__About this exercise__:
Review the material and extract every line in which the word "pending" occurs.
BEGIN
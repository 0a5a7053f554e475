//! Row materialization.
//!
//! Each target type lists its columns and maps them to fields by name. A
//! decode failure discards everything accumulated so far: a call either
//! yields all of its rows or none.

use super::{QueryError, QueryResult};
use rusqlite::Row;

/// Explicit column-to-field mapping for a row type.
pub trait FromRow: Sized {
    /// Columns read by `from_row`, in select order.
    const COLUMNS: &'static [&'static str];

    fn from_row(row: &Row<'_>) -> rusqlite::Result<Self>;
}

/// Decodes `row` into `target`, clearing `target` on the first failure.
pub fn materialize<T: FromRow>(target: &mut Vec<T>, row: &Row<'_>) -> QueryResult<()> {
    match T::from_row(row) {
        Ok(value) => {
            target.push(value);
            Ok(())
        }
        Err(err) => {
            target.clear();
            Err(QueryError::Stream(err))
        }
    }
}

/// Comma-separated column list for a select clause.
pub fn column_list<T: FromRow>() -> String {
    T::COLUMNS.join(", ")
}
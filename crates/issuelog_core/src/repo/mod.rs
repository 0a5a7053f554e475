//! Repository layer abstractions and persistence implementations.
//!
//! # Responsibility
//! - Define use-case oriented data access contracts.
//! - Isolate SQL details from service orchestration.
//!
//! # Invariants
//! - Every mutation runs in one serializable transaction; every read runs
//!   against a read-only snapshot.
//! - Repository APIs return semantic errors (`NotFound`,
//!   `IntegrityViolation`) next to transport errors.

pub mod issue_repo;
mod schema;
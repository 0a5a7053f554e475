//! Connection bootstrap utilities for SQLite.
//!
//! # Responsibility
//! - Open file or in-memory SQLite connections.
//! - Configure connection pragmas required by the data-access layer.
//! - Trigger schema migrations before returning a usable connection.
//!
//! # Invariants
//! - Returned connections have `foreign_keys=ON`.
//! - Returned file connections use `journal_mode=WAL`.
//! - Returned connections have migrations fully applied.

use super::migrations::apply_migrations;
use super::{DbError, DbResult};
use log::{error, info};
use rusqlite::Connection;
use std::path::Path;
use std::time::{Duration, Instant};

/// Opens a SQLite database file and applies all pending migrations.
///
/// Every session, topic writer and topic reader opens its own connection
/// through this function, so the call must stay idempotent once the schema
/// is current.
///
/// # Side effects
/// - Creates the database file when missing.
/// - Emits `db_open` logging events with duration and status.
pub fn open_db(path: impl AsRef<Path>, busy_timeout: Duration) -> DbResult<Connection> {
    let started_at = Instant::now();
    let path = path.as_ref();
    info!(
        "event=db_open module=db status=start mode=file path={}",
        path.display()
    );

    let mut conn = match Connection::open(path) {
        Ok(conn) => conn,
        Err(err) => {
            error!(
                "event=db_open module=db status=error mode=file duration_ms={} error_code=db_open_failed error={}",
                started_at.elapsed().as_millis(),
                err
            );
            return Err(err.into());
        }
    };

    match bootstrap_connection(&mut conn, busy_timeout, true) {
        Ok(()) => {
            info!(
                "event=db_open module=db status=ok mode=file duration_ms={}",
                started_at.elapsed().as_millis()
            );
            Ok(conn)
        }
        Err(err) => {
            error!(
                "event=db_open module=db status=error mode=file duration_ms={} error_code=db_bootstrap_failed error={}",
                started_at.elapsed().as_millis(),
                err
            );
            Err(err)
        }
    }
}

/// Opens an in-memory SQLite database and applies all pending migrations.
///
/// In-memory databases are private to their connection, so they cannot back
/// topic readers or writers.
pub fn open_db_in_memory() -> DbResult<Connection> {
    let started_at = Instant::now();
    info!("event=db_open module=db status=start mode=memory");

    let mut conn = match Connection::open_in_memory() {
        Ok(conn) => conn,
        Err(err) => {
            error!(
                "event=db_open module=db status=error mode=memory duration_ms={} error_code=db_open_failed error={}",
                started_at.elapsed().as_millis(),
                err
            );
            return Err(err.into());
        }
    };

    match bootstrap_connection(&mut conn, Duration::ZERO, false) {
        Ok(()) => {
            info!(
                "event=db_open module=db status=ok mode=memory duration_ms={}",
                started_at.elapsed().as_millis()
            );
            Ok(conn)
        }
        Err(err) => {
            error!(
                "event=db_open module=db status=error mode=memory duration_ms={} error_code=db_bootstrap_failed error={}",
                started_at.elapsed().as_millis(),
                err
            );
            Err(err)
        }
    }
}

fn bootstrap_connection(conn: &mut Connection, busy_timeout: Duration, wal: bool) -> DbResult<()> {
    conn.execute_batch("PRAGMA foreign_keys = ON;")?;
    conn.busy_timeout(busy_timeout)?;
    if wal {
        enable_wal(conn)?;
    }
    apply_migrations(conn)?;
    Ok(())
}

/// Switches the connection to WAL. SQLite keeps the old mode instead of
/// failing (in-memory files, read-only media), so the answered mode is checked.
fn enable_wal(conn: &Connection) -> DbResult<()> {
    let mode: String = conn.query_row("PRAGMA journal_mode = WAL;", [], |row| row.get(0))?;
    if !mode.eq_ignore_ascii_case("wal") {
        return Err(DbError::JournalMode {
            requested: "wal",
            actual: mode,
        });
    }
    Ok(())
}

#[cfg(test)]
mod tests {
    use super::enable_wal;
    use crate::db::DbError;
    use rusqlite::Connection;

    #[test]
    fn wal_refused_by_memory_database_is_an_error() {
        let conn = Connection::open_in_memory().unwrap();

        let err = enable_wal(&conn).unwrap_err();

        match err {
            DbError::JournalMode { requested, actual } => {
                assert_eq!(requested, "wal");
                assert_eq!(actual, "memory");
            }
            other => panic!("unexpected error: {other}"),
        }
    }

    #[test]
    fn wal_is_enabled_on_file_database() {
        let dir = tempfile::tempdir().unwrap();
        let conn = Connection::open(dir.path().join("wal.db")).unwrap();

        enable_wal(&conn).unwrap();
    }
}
END
__Reply__:
/// Opens a SQLite database file and applies all pending migrations.
/// Opens an in-memory SQLite database and applies all pending migrations.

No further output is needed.